Saved entries:
-----
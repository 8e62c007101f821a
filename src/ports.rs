//! Collaborator contracts
//!
//! The core talks to the payment processor, the document store and the chat
//! notifier only through these traits.

use async_trait::async_trait;
use chrono::{DateTime, Utc};
use rust_decimal::Decimal;

use crate::error::{GatewayError, StoreError};
use crate::models::{EscrowStatus, EscrowTransaction, Payment};
use crate::services::notification_service::Notification;

/// Provider-side handle for a payment whose funds are held.
#[derive(Debug, Clone, PartialEq, Eq)]
pub struct HeldPayment {
    pub provider_reference: String,
    pub client_secret: String,
}

#[derive(Debug, Clone, PartialEq, Eq)]
pub enum Confirmation {
    Succeeded,
    Failed { reason: String },
}

/// External processor that actually moves money.
///
/// Every call is fallible and never retried internally; the next scheduled
/// pass is the retry. `release_funds` must tolerate being called twice for
/// the same escrow.
#[async_trait]
pub trait PaymentGateway: Send + Sync {
    async fn create_held_payment(
        &self,
        payment: &Payment,
        payee_id: &str,
    ) -> Result<HeldPayment, GatewayError>;

    async fn confirm(&self, provider_reference: &str) -> Result<Confirmation, GatewayError>;

    async fn release_funds(&self, escrow: &EscrowTransaction) -> Result<(), GatewayError>;

    async fn refund(
        &self,
        provider_reference: &str,
        amount: Decimal,
        reason: &str,
    ) -> Result<(), GatewayError>;
}

/// Durable storage for payments and escrows.
#[async_trait]
pub trait Store: Send + Sync {
    async fn get_payment(&self, id: &str) -> Result<Option<Payment>, StoreError>;

    async fn put_payment(&self, payment: &Payment) -> Result<(), StoreError>;

    async fn get_escrow(&self, id: &str) -> Result<Option<EscrowTransaction>, StoreError>;

    async fn put_escrow(&self, escrow: &EscrowTransaction) -> Result<(), StoreError>;

    /// Writes `escrow` only if the stored record still has status `expected`.
    /// Returns whether the write happened.
    async fn update_escrow_if(
        &self,
        escrow: &EscrowTransaction,
        expected: EscrowStatus,
    ) -> Result<bool, StoreError>;

    /// Escrows still holding funds whose `release_eligible_at <= now`.
    async fn escrows_awaiting_release(
        &self,
        now: DateTime<Utc>,
    ) -> Result<Vec<EscrowTransaction>, StoreError>;

    /// Unrated escrows held within `[held_from, held_to]`.
    async fn escrows_awaiting_rating(
        &self,
        held_from: DateTime<Utc>,
        held_to: DateTime<Utc>,
    ) -> Result<Vec<EscrowTransaction>, StoreError>;

    async fn open_disputes(&self) -> Result<Vec<EscrowTransaction>, StoreError>;
}

#[async_trait]
pub trait Notifier: Send + Sync {
    async fn notify(&self, notification: Notification);
}
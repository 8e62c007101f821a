use std::fmt;
use std::str::FromStr;
use std::time::Duration;

use serde::{Deserialize, Serialize};

use crate::error::AppError;
use crate::jobs::JobConfig;

/// The closed set of recurring background jobs.
#[derive(Debug, Clone, Copy, PartialEq, Eq, Hash, PartialOrd, Ord, Serialize, Deserialize)]
#[serde(rename_all = "snake_case")]
pub enum JobKind {
    RatingReminder,
    AutoRelease,
    DisputeEscalation,
}

impl JobKind {
    pub const ALL: [JobKind; 3] = [
        JobKind::RatingReminder,
        JobKind::AutoRelease,
        JobKind::DisputeEscalation,
    ];

    pub fn as_str(&self) -> &'static str {
        match self {
            Self::RatingReminder => "rating_reminder",
            Self::AutoRelease => "auto_release",
            Self::DisputeEscalation => "dispute_escalation",
        }
    }

    pub fn display_name(&self) -> &'static str {
        match self {
            Self::RatingReminder => "Rating Reminder",
            Self::AutoRelease => "Auto Release",
            Self::DisputeEscalation => "Dispute Escalation",
        }
    }

    pub fn interval(&self, config: &JobConfig) -> Duration {
        match self {
            Self::RatingReminder => config.rating_reminder_interval,
            Self::AutoRelease => config.auto_release_interval,
            Self::DisputeEscalation => config.dispute_escalation_interval,
        }
    }

    pub fn valid_names() -> Vec<&'static str> {
        Self::ALL.iter().map(JobKind::as_str).collect()
    }
}

impl fmt::Display for JobKind {
    fn fmt(&self, f: &mut fmt::Formatter<'_>) -> fmt::Result {
        f.write_str(self.as_str())
    }
}

impl FromStr for JobKind {
    type Err = AppError;

    /// Accepts `auto_release` and the route form `auto-release`.
    fn from_str(s: &str) -> Result<Self, Self::Err> {
        let normalized = s.trim().replace('-', "_");
        Self::ALL
            .into_iter()
            .find(|kind| kind.as_str() == normalized)
            .ok_or_else(|| AppError::UnknownJob {
                name: s.to_string(),
            })
    }
}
-----
* Assignment:
When a line above includes the word "GatewayError", please list that line.

* Reply:
use crate::error::{GatewayError, StoreError};
    ) -> Result<HeldPayment, GatewayError>;
    async fn confirm(&self, provider_reference: &str) -> Result<Confirmation, GatewayError>;
    async fn release_funds(&self, escrow: &EscrowTransaction) -> Result<(), GatewayError>;
    ) -> Result<(), GatewayError>;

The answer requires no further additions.